Your instructions: Look for the line that has "let mut blank_run = 0;" in the material below; please repeat it and every line after it, exactly, up to and including the line that has "result.push_str(line);", and nothing else.

----------------

//! Markdown to plain text for indexing

use pulldown_cmark::{Event, Options, Parser, Tag, TagEnd};

/// Render markdown as plain text: markup dropped, block structure kept as
/// blank-line separated paragraphs
pub fn markdown_to_text(markdown: &str) -> String {
    let mut out = String::with_capacity(markdown.len());
    let parser = Parser::new_ext(markdown, Options::ENABLE_TABLES | Options::ENABLE_STRIKETHROUGH);

    for event in parser {
        match event {
            Event::Text(text) | Event::Code(text) => out.push_str(&text),
            Event::SoftBreak => out.push(' '),
            Event::HardBreak => out.push('\n'),
            Event::Start(Tag::Item) => out.push_str("- "),
            Event::End(TagEnd::Heading(_)) => {
                // headings become their own sentence
                if !out.ends_with(['.', '?', '!', ':']) {
                    out.push('.');
                }
                out.push_str("\n\n");
            }
            Event::End(TagEnd::Paragraph | TagEnd::CodeBlock | TagEnd::Table) => out.push_str("\n\n"),
            Event::End(TagEnd::Item | TagEnd::TableRow | TagEnd::TableHead) => out.push('\n'),
            Event::End(TagEnd::TableCell) => out.push_str(" | "),
            _ => {}
        }
    }

    collapse_blank_lines(&out)
}

fn collapse_blank_lines(text: &str) -> String {
    let mut result = String::with_capacity(text.len());
    let mut blank_run = 0;
    for line in text.lines() {
        let line = line.trim_end();
        if line.trim().is_empty() {
            blank_run += 1;
            if blank_run == 1 && !result.is_empty() {
                result.push('\n');
            }
            continue;
        }
        blank_run = 0;
        result.push_str(line);
        result.push('\n');
    }
    result.trim().to_string()
}

#[cfg(test)]
mod tests {
    use super::*;

    #[test]
    fn test_strips_markup() {
        let md = "# Events\n\nThe **robotics** night is on *Friday*.\nSee [Instagram](https://instagram.com).\n\n- Arduino\n- `ROS`\n";
        let text = markdown_to_text(md);
        assert_eq!(
            text,
            "Events.\n\nThe robotics night is on Friday. See Instagram.\n\n- Arduino\n- ROS"
        );
    }

    #[test]
    fn test_heading_punctuation_kept() {
        assert_eq!(markdown_to_text("## How to join?\nFill the form."), "How to join?\n\nFill the form.");
    }

    #[test]
    fn test_empty() {
        assert_eq!(markdown_to_text(""), "");
    }
}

----------------

Solved exercise:
    let mut blank_run = 0;
    for line in text.lines() {
        let line = line.trim_end();
        if line.trim().is_empty() {
            blank_run += 1;
            if blank_run == 1 && !result.is_empty() {
                result.push('\n');
            }
            continue;
        }
        blank_run = 0;
        result.push_str(line);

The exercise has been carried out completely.